### What you are asked to do
Scan the entries for the word "EmailValue". Every line that has it should be copied.

┏━━

use std::collections::HashSet;

use mailblocks_core::{
    Action, Block, BlockId, BlockKind, BlockList, BuilderConfig, BuilderError, BuilderState,
    EmailValue, Outcome, Template,
};
use pretty_assertions::assert_eq;
use serde_json::json;

#[test]
fn starting_template_is_the_initial_snapshot() {
    let state = BuilderState::from_template(Template::Announcement, BuilderConfig::default());

    assert_eq!(state.blocks().len(), Template::Announcement.blocks().len());
    assert_eq!(state.history_len(), 1);
    assert!(!state.can_undo());
    assert_eq!(
        state.blocks().at(0).unwrap().content.get("text"),
        Some(&json!("Big news"))
    );
}

#[test]
fn template_blocks_keep_kind_defaults_not_overridden() {
    let state = BuilderState::from_template(Template::Welcome, BuilderConfig::default());
    let heading = state.blocks().at(0).unwrap();

    assert_eq!(heading.style.get("fontSize"), Some(&json!("24px")));
    assert_eq!(heading.style.get("color"), Some(&json!("#333333")));
}

#[test]
fn loading_a_template_is_one_undoable_edit() {
    let mut state = BuilderState::default();
    state.append(BlockKind::Html);
    let before = state.blocks().clone();

    assert_eq!(
        state.apply(Action::LoadTemplate {
            template: Template::Newsletter
        }),
        Ok(Outcome::Applied)
    );
    assert_eq!(state.blocks().len(), 8);
    assert_eq!(state.selected(), None);

    let ids: HashSet<_> = state.blocks().ids().into_iter().collect();
    assert_eq!(ids.len(), 8);

    state.undo();
    assert_eq!(state.blocks(), &before);
}

#[test]
fn template_names_round_trip() {
    for template in Template::ALL {
        assert_eq!(template.as_str().parse::<Template>(), Ok(template));
    }
    assert!("holiday".parse::<Template>().is_err());
}

#[test]
fn replace_rejects_duplicate_ids_and_keeps_state() {
    let mut state = BuilderState::default();
    state.append(BlockKind::Text);
    let before = state.blocks().clone();

    let result = state.apply(Action::Replace {
        blocks: vec![
            Block::new("dup".into(), BlockKind::Text),
            Block::new("dup".into(), BlockKind::Image),
        ],
    });

    assert_eq!(result, Err(BuilderError::DuplicateId("dup".into())));
    assert_eq!(state.blocks(), &before);
}

#[test]
fn fresh_ids_skip_ids_already_in_the_list() {
    let mut state = BuilderState::default();
    state
        .replace(vec![Block::new("block-1".into(), BlockKind::Text)])
        .unwrap();

    let id = state.append(BlockKind::Text);
    assert_eq!(id.as_str(), "block-2");
}

#[test]
fn email_value_serializes_blocks_in_order() {
    let mut state = BuilderState::new(BuilderConfig::default().id_prefix("b"));
    state.append(BlockKind::Divider);
    state.append(BlockKind::Spacer);

    let value = EmailValue::from_blocks(state.blocks());
    let json: serde_json::Value = serde_json::from_str(&value.to_json().unwrap()).unwrap();

    assert_eq!(json["schema"], json!("mailblocks"));
    assert_eq!(json["version"], json!(1));
    assert_eq!(json["blocks"][0]["id"], json!("b-1"));
    assert_eq!(json["blocks"][0]["kind"], json!("divider"));
    assert_eq!(json["blocks"][1]["style"]["height"], json!("20px"));

    let restored = EmailValue::from_json_str(&value.to_json_pretty().unwrap())
        .unwrap()
        .into_blocks()
        .unwrap();
    assert_eq!(&restored, state.blocks());
}

#[test]
fn email_value_fills_schema_defaults() {
    let value = EmailValue::from_json_str(
        r#"{ "blocks": [ { "id": "x", "kind": "text", "content": { "text": "hi" } } ] }"#,
    )
    .unwrap();

    assert_eq!(value.schema, "mailblocks");
    assert_eq!(value.version, 1);
    assert!(value.blocks[0].style.is_empty());
}

#[test]
fn actions_deserialize_from_tagged_json() {
    let actions: Vec<Action> = serde_json::from_value(json!([
        { "action": "append", "kind": "social" },
        { "action": "update", "id": "block-1", "style": { "align": "left" } },
        { "action": "shift", "id": "block-1", "direction": "down" },
        { "action": "select" },
        { "action": "load_template", "template": "welcome" },
        { "action": "undo" }
    ]))
    .unwrap();

    assert_eq!(actions[0], Action::Append { kind: BlockKind::Social });
    assert!(matches!(
        &actions[1],
        Action::Update { content: None, style: Some(style), .. } if style.contains_key("align")
    ));
    assert_eq!(actions[3], Action::Select { id: None });
    assert_eq!(actions[5], Action::Undo);
}

#[test]
fn deserialized_block_list_rejects_repeated_ids() {
    let err = serde_json::from_str::<BlockList>(
        r#"[{ "id": "x", "kind": "text" }, { "id": "x", "kind": "image" }]"#,
    )
    .unwrap_err();
    assert!(err.to_string().contains("duplicate block id: x"));

    let list: BlockList = serde_json::from_str(
        r#"[{ "id": "x", "kind": "text" }, { "id": "y", "kind": "image" }]"#,
    )
    .unwrap();
    let state = BuilderState::with_blocks(list, BuilderConfig::default());
    assert_eq!(state.blocks().ids(), vec![BlockId::from("x"), BlockId::from("y")]);
    assert_eq!(
        serde_json::to_value(state.blocks()).unwrap()[1]["kind"],
        json!("image")
    );
}
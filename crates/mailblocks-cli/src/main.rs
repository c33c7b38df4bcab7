//! mailblocks - headless driver for the email block builder core.
//!
//! Replays a JSON script of editor actions against a fresh session and
//! prints the resulting document.

use std::path::PathBuf;
use std::process::ExitCode;

use anyhow::{Context as _, Result};
use clap::{Parser, Subcommand};
use mailblocks_core::{BlockKind, Template};
use tracing_subscriber::{EnvFilter, fmt, layer::SubscriberExt, util::SubscriberInitExt};

mod config;
mod replay;

#[derive(Parser)]
#[command(name = "mailblocks")]
#[command(about = "Drive the email block builder from the command line", long_about = None)]
struct Cli {
    #[command(subcommand)]
    command: Commands,
}

#[derive(Subcommand)]
enum Commands {
    /// Apply a JSON array of actions and print the resulting document
    Replay {
        /// Script file (JSON array of actions)
        script: PathBuf,

        /// Starting template
        #[arg(short, long, default_value = "blank")]
        template: Template,

        /// TOML file with builder settings
        #[arg(short, long)]
        config: Option<PathBuf>,

        /// Stop at the first rejected action
        #[arg(long)]
        strict: bool,

        /// Print single-line JSON
        #[arg(long)]
        compact: bool,
    },

    /// List built-in templates
    Templates,

    /// Print the default content and style of every block kind
    Kinds,
}

fn main() -> ExitCode {
    let filter = EnvFilter::try_from_default_env().unwrap_or_else(|_| EnvFilter::new("info"));
    tracing_subscriber::registry()
        .with(filter)
        .with(fmt::layer().with_writer(std::io::stderr))
        .init();

    match run(Cli::parse()) {
        Ok(()) => ExitCode::SUCCESS,
        Err(err) => {
            tracing::error!("{err:#}");
            ExitCode::FAILURE
        }
    }
}

fn run(cli: Cli) -> Result<()> {
    match cli.command {
        Commands::Replay {
            script,
            template,
            config,
            strict,
            compact,
        } => {
            let config = config::load(config.as_deref())?;
            let source = std::fs::read_to_string(&script)
                .with_context(|| format!("failed to read script {}", script.display()))?;
            let actions = replay::parse_script(&source)
                .with_context(|| format!("failed to parse script {}", script.display()))?;

            let report = replay::run(template, config, actions, strict)?;
            tracing::info!(
                applied = report.applied,
                unchanged = report.unchanged,
                rejected = report.rejected,
                can_undo = report.state.can_undo(),
                can_redo = report.state.can_redo(),
                "replay finished"
            );

            let value = report.value();
            let json = if compact {
                value.to_json()?
            } else {
                value.to_json_pretty()?
            };
            println!("{json}");
        }
        Commands::Templates => {
            for template in Template::ALL {
                let kinds: Vec<&str> = template
                    .blocks()
                    .iter()
                    .map(|b| b.kind.as_str())
                    .collect();
                println!("{:<14}{}", template.as_str(), template.description());
                if !kinds.is_empty() {
                    println!("{:<14}[{}]", "", kinds.join(", "));
                }
            }
        }
        Commands::Kinds => {
            let kinds: serde_json::Map<String, serde_json::Value> = BlockKind::ALL
                .into_iter()
                .map(|kind| {
                    let entry = serde_json::json!({
                        "label": kind.label(),
                        "content": kind.default_content(),
                        "style": kind.default_style(),
                    });
                    (kind.as_str().to_string(), entry)
                })
                .collect();
            println!("{}", serde_json::to_string_pretty(&kinds)?);
        }
    }
    Ok(())
}
//! Pointer-drag reordering.
//!
//! While the pointer moves, the UI feeds hover positions into a
//! [`DragSession`]; these only update the candidate drop index. History is
//! touched once, when the session is dropped and turned into a single
//! [`Action::Move`]. Abandoning a drag is just letting the session go out of
//! scope.

use crate::action::Action;

#[derive(Clone, Copy, Debug, PartialEq, Eq)]
pub enum DropPosition {
    Before,
    After,
}

#[derive(Clone, Debug, PartialEq, Eq)]
pub struct DragSession {
    from: usize,
    item_count: usize,
    /// Gap between rows the pointer is over, in `0..=item_count`.
    gap: usize,
}

impl DragSession {
    /// Starts dragging the row at `from`. Returns `None` if `from` is not a
    /// row of a list with `item_count` rows.
    pub fn begin(from: usize, item_count: usize) -> Option<Self> {
        (from < item_count).then_some(Self {
            from,
            item_count,
            gap: from,
        })
    }

    pub fn source_index(&self) -> usize {
        self.from
    }

    /// Index the dragged row would occupy if dropped now.
    pub fn candidate(&self) -> usize {
        reorder_to_index_from_gap(self.from, self.gap, self.item_count)
    }

    /// Pointer is in the gap before row `gap` (or after the last row when
    /// `gap == item_count`).
    pub fn hover_gap(&mut self, gap: usize) {
        self.gap = gap.min(self.item_count);
    }

    /// Resolves the gap from the pointer's vertical position and the
    /// midpoints of every row, top to bottom.
    pub fn hover_midpoints(&mut self, pointer_y: f32, midpoints: &[f32]) {
        let gap = midpoints.iter().take_while(|mid| pointer_y > **mid).count();
        self.hover_gap(gap);
    }

    pub fn hover_row(&mut self, row: usize, position: DropPosition) {
        let gap = match position {
            DropPosition::Before => row,
            DropPosition::After => row.saturating_add(1),
        };
        self.hover_gap(gap);
    }

    pub fn hover_after_last(&mut self) {
        self.hover_gap(self.item_count);
    }

    /// Ends the drag. Yields a move only if the row would actually change
    /// position.
    pub fn drop_action(self) -> Option<Action> {
        let to = self.candidate();
        (to != self.from).then_some(Action::Move {
            from: self.from,
            to,
        })
    }
}

/// Which half of a row the pointer is over.
pub fn drop_position(pointer_y: f32, row_top: f32, row_height: f32) -> DropPosition {
    if pointer_y < row_top + row_height / 2.0 {
        DropPosition::Before
    } else {
        DropPosition::After
    }
}

fn reorder_to_index_from_gap(from_ix: usize, gap_index: usize, item_count: usize) -> usize {
    let mut to_ix = gap_index;
    if to_ix > from_ix {
        to_ix = to_ix.saturating_sub(1);
    }
    to_ix.min(item_count.saturating_sub(1))
}

#[cfg(test)]
mod tests {
    use super::*;

    #[test]
    fn gap_maps_to_destination_index() {
        assert_eq!(reorder_to_index_from_gap(0, 0, 3), 0);
        assert_eq!(reorder_to_index_from_gap(0, 1, 3), 0);
        assert_eq!(reorder_to_index_from_gap(0, 2, 3), 1);
        assert_eq!(reorder_to_index_from_gap(0, 3, 3), 2);
        assert_eq!(reorder_to_index_from_gap(2, 0, 3), 0);
        assert_eq!(reorder_to_index_from_gap(2, 3, 3), 2);
    }

    #[test]
    fn drop_position_splits_row_at_midpoint() {
        assert_eq!(drop_position(104.0, 100.0, 20.0), DropPosition::Before);
        assert_eq!(drop_position(110.0, 100.0, 20.0), DropPosition::After);
    }
}
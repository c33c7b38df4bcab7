use crate::action::{Action, Outcome};
use crate::block::{Block, BlockId, BlockKind, Props};
use crate::config::BuilderConfig;
use crate::error::BuilderError;
use crate::history::History;
use crate::list::{BlockList, ShiftDirection};
use crate::template::Template;

/// Hands out ids that are never reused within a session. Undo does not
/// rewind it.
#[derive(Debug, Clone)]
struct IdAllocator {
    prefix: String,
    next: u64,
}

impl IdAllocator {
    fn new(prefix: String) -> Self {
        Self { prefix, next: 1 }
    }

    fn fresh(&mut self, live: &BlockList) -> BlockId {
        loop {
            let id = BlockId::new(format!("{}-{}", self.prefix, self.next));
            self.next += 1;
            if !live.contains(&id) {
                return id;
            }
        }
    }
}

/// An editing session: the live list, its history, and the active block.
#[derive(Debug, Clone)]
pub struct BuilderState {
    blocks: BlockList,
    history: History,
    selected: Option<BlockId>,
    ids: IdAllocator,
    config: BuilderConfig,
}

impl Default for BuilderState {
    fn default() -> Self {
        Self::new(BuilderConfig::default())
    }
}

impl BuilderState {
    /// Starts with an empty list.
    pub fn new(config: BuilderConfig) -> Self {
        Self::with_blocks(BlockList::new(), config)
    }

    /// Starts from `template`. The template is the initial snapshot, so it
    /// cannot be undone.
    pub fn from_template(template: Template, config: BuilderConfig) -> Self {
        let mut state = Self::new(config);
        state.blocks = state.instantiate(template);
        state.history = History::new(state.blocks.clone(), state.config.max_history);
        state
    }

    /// Starts from an existing list, e.g. one loaded from a saved document.
    pub fn with_blocks(blocks: BlockList, config: BuilderConfig) -> Self {
        let config = config.with_defaults();
        Self {
            history: History::new(blocks.clone(), config.max_history),
            blocks,
            selected: None,
            ids: IdAllocator::new(config.id_prefix.clone()),
            config,
        }
    }

    pub fn config(&self) -> &BuilderConfig {
        &self.config
    }

    pub fn blocks(&self) -> &BlockList {
        &self.blocks
    }

    pub fn selected(&self) -> Option<&BlockId> {
        self.selected.as_ref()
    }

    pub fn selected_block(&self) -> Option<&Block> {
        self.selected.as_ref().and_then(|id| self.blocks.get(id))
    }

    pub fn can_undo(&self) -> bool {
        self.history.can_undo()
    }

    pub fn can_redo(&self) -> bool {
        self.history.can_redo()
    }

    pub fn cursor(&self) -> usize {
        self.history.cursor()
    }

    pub fn history_len(&self) -> usize {
        self.history.snapshot_count()
    }

    /// Applies one action. On error the state is left untouched.
    pub fn apply(&mut self, action: Action) -> Result<Outcome, BuilderError> {
        let name = action.name();
        let result = self.apply_inner(action);
        match &result {
            Ok(outcome) => tracing::debug!(
                action = name,
                ?outcome,
                len = self.blocks.len(),
                cursor = self.history.cursor(),
                "applied"
            ),
            Err(err) => tracing::debug!(action = name, %err, "rejected"),
        }
        result
    }

    fn apply_inner(&mut self, action: Action) -> Result<Outcome, BuilderError> {
        match action {
            Action::Append { kind } => {
                self.append(kind);
                Ok(Outcome::Applied)
            }
            Action::Update { id, content, style } => self.update(&id, content, style),
            Action::Remove { id } => self.remove(&id),
            Action::Duplicate { id } => self.duplicate(&id).map(|_| Outcome::Applied),
            Action::Move { from, to } => self.move_block(from, to),
            Action::Shift { id, direction } => self.shift(&id, direction),
            Action::Select { id } => self.select(id),
            Action::LoadTemplate { template } => {
                self.load_template(template);
                Ok(Outcome::Applied)
            }
            Action::Replace { blocks } => self.replace(blocks),
            Action::Undo => Ok(self.undo()),
            Action::Redo => Ok(self.redo()),
        }
    }

    /// Appends a default block of `kind` and selects it.
    pub fn append(&mut self, kind: BlockKind) -> BlockId {
        let id = self.ids.fresh(&self.blocks);
        self.blocks.push(Block::new(id.clone(), kind));
        self.selected = Some(id.clone());
        self.commit();
        id
    }

    pub fn update(
        &mut self,
        id: &BlockId,
        content: Option<Props>,
        style: Option<Props>,
    ) -> Result<Outcome, BuilderError> {
        if self.blocks.update(id, content, style)? {
            self.commit();
            Ok(Outcome::Applied)
        } else {
            Ok(Outcome::Unchanged)
        }
    }

    pub fn remove(&mut self, id: &BlockId) -> Result<Outcome, BuilderError> {
        self.blocks.remove(id)?;
        if self.selected.as_ref() == Some(id) {
            self.selected = None;
        }
        self.commit();
        Ok(Outcome::Applied)
    }

    /// Copies `id` into a new block placed right after it and returns the
    /// copy's id.
    pub fn duplicate(&mut self, id: &BlockId) -> Result<BlockId, BuilderError> {
        if !self.blocks.contains(id) {
            return Err(BuilderError::NotFound(id.clone()));
        }
        let new_id = self.ids.fresh(&self.blocks);
        self.blocks.duplicate(id, new_id.clone())?;
        self.commit();
        Ok(new_id)
    }

    pub fn move_block(&mut self, from: usize, to: usize) -> Result<Outcome, BuilderError> {
        if self.blocks.move_block(from, to)? {
            self.commit();
            Ok(Outcome::Applied)
        } else {
            Ok(Outcome::Unchanged)
        }
    }

    pub fn shift(
        &mut self,
        id: &BlockId,
        direction: ShiftDirection,
    ) -> Result<Outcome, BuilderError> {
        if self.blocks.shift(id, direction)? {
            self.commit();
            Ok(Outcome::Applied)
        } else {
            Ok(Outcome::Unchanged)
        }
    }

    pub fn select(&mut self, id: Option<BlockId>) -> Result<Outcome, BuilderError> {
        if let Some(id) = &id
            && !self.blocks.contains(id)
        {
            return Err(BuilderError::NotFound(id.clone()));
        }
        self.selected = id;
        Ok(Outcome::Selected)
    }

    /// Replaces the whole list with a fresh copy of `template`.
    pub fn load_template(&mut self, template: Template) {
        self.blocks = self.instantiate(template);
        self.selected = None;
        self.commit();
    }

    /// Replaces the whole list with `blocks`, keeping their ids.
    pub fn replace(&mut self, blocks: Vec<Block>) -> Result<Outcome, BuilderError> {
        self.blocks = BlockList::from_blocks(blocks)?;
        self.selected = None;
        self.commit();
        Ok(Outcome::Applied)
    }

    pub fn undo(&mut self) -> Outcome {
        match self.history.undo() {
            Some(list) => {
                self.restore(list);
                Outcome::Undone
            }
            None => Outcome::NothingToUndo,
        }
    }

    pub fn redo(&mut self) -> Outcome {
        match self.history.redo() {
            Some(list) => {
                self.restore(list);
                Outcome::Redone
            }
            None => Outcome::NothingToRedo,
        }
    }

    fn restore(&mut self, list: BlockList) {
        self.blocks = list;
        if let Some(id) = &self.selected
            && !self.blocks.contains(id)
        {
            self.selected = None;
        }
    }

    fn commit(&mut self) {
        self.history.record(&self.blocks);
    }

    fn instantiate(&mut self, template: Template) -> BlockList {
        let mut list = BlockList::new();
        for spec in template.blocks() {
            let id = self.ids.fresh(&list);
            let block = Block::new(id, spec.kind)
                .with_content(spec.content)
                .with_style(spec.style);
            list.push(block);
        }
        list
    }
}

/// Pure form of [`BuilderState::apply`]: consumes the state and hands back
/// the next one together with the action's result.
pub fn reduce(
    mut state: BuilderState,
    action: Action,
) -> (BuilderState, Result<Outcome, BuilderError>) {
    let result = state.apply(action);
    (state, result)
}
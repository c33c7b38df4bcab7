use serde::{Deserialize, Serialize};

use crate::block::{Block, BlockId, BlockKind, Props};
use crate::list::ShiftDirection;
use crate::template::Template;

/// One user edit, as produced by the editor UI.
#[derive(Debug, Clone, PartialEq, Serialize, Deserialize)]
#[serde(tag = "action", rename_all = "snake_case")]
pub enum Action {
    Append {
        kind: BlockKind,
    },
    Update {
        id: BlockId,
        #[serde(default, skip_serializing_if = "Option::is_none")]
        content: Option<Props>,
        #[serde(default, skip_serializing_if = "Option::is_none")]
        style: Option<Props>,
    },
    Remove {
        id: BlockId,
    },
    Duplicate {
        id: BlockId,
    },
    Move {
        from: usize,
        to: usize,
    },
    Shift {
        id: BlockId,
        direction: ShiftDirection,
    },
    Select {
        #[serde(default)]
        id: Option<BlockId>,
    },
    LoadTemplate {
        template: Template,
    },
    Replace {
        #[serde(default)]
        blocks: Vec<Block>,
    },
    Undo,
    Redo,
}

impl Action {
    pub fn update_content(id: impl Into<BlockId>, content: Props) -> Self {
        Action::Update {
            id: id.into(),
            content: Some(content),
            style: None,
        }
    }

    pub fn update_style(id: impl Into<BlockId>, style: Props) -> Self {
        Action::Update {
            id: id.into(),
            content: None,
            style: Some(style),
        }
    }

    pub fn name(&self) -> &'static str {
        match self {
            Action::Append { .. } => "append",
            Action::Update { .. } => "update",
            Action::Remove { .. } => "remove",
            Action::Duplicate { .. } => "duplicate",
            Action::Move { .. } => "move",
            Action::Shift { .. } => "shift",
            Action::Select { .. } => "select",
            Action::LoadTemplate { .. } => "load_template",
            Action::Replace { .. } => "replace",
            Action::Undo => "undo",
            Action::Redo => "redo",
        }
    }
}

/// What an accepted action did.
#[derive(Debug, Clone, Copy, PartialEq, Eq)]
pub enum Outcome {
    /// The list changed and one snapshot was recorded.
    Applied,
    /// Nothing changed and no snapshot was recorded.
    Unchanged,
    /// Selection moved; history is untouched.
    Selected,
    Undone,
    Redone,
    NothingToUndo,
    NothingToRedo,
}

impl Outcome {
    /// `true` when the action left the list and history as they were.
    pub fn is_noop(self) -> bool {
        matches!(
            self,
            Outcome::Unchanged | Outcome::NothingToUndo | Outcome::NothingToRedo
        )
    }
}
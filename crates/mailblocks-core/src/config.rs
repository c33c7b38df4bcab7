use serde::{Deserialize, Serialize};

const DEFAULT_ID_PREFIX: &str = "block";

/// Session tuning. An empty `id_prefix` falls back to the default.
#[derive(Debug, Clone, Default, PartialEq, Eq, Serialize, Deserialize)]
#[serde(default)]
pub struct BuilderConfig {
    /// Number of undo steps kept before the oldest snapshot is evicted.
    /// `None` keeps every snapshot.
    #[serde(skip_serializing_if = "Option::is_none")]
    pub max_history: Option<usize>,
    pub id_prefix: String,
}

impl BuilderConfig {
    pub fn with_defaults(mut self) -> Self {
        if self.id_prefix.is_empty() {
            self.id_prefix = DEFAULT_ID_PREFIX.to_string();
        }
        self
    }

    pub fn max_history(mut self, max_history: usize) -> Self {
        self.max_history = Some(max_history);
        self
    }

    pub fn id_prefix(mut self, id_prefix: impl Into<String>) -> Self {
        self.id_prefix = id_prefix.into();
        self
    }
}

┗━━

### Response box
    EmailValue, Outcome, Template,
    let value = EmailValue::from_blocks(state.blocks());
    let restored = EmailValue::from_json_str(&value.to_json_pretty().unwrap())
    let value = EmailValue::from_json_str(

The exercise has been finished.